◆ Exercise requirements:
Verbatim, and with nothing else, reproduce the data below from its first line through the line containing "are repeated and".

(Dataset entries)
---------------

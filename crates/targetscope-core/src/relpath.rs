//! Relative paths with component-wise prefix semantics
//!
//! Git reports paths relative to the repository root; ignore rules are path
//! prefixes. Prefix tests must be component-wise (`foo` is a prefix of
//! `foo/bar` but not of `foobar`), so paths are stored as component lists
//! rather than strings.

use std::fmt;

/// A relative path, interpreted as if it had no leading or trailing slashes.
#[derive(Debug, Clone, Default, PartialEq, Eq, Hash, PartialOrd, Ord)]
pub struct RelPath {
    components: Vec<String>,
}

impl RelPath {
    /// Create a new `RelPath` from a string.
    /// Leading slashes on the string are simply ignored, as are repeated and
    /// trailing separators. A `.` component is kept as-is.
    pub fn new(path: impl AsRef<str>) -> Self {
        Self {
            components: path
                .as_ref()
                .split('/')
                .filter(|c| !c.is_empty())
                .map(str::to_owned)
                .collect(),
        }
    }

    /// The path's components, in order.
    pub fn components(&self) -> &[String] {
        &self.components
    }

    /// Whether `prefix` is a component-wise prefix of this path.
    /// `foo` is a prefix of `foo/bar` but not of `foobar`.
    pub fn has_prefix(&self, prefix: &RelPath) -> bool {
        self.components.len() >= prefix.components.len()
            && self.components[..prefix.components.len()] == prefix.components[..]
    }

    /// Whether any of `prefixes` is a component-wise prefix of this path.
    pub fn is_ignored(&self, prefixes: &[RelPath]) -> bool {
        prefixes.iter().any(|p| self.has_prefix(p))
    }
}

impl fmt::Display for RelPath {
    fn fmt(&self, f: &mut fmt::Formatter<'_>) -> fmt::Result {
        write!(f, "{}", self.components.join("/"))
    }
}

impl From<&str> for RelPath {
    fn from(s: &str) -> Self {
        Self::new(s)
    }
}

---------------

◆ Solution to the problem:
filename crates/targetscope-core/src/relpath.rs
//! Relative paths with component-wise prefix semantics
//!
//! Git reports paths relative to the repository root; ignore rules are path
//! prefixes. Prefix tests must be component-wise (`foo` is a prefix of
//! `foo/bar` but not of `foobar`), so paths are stored as component lists
//! rather than strings.

use std::fmt;

/// A relative path, interpreted as if it had no leading or trailing slashes.
#[derive(Debug, Clone, Default, PartialEq, Eq, Hash, PartialOrd, Ord)]
pub struct RelPath {
    components: Vec<String>,
}

impl RelPath {
    /// Create a new `RelPath` from a string.
    /// Leading slashes on the string are simply ignored, as are repeated and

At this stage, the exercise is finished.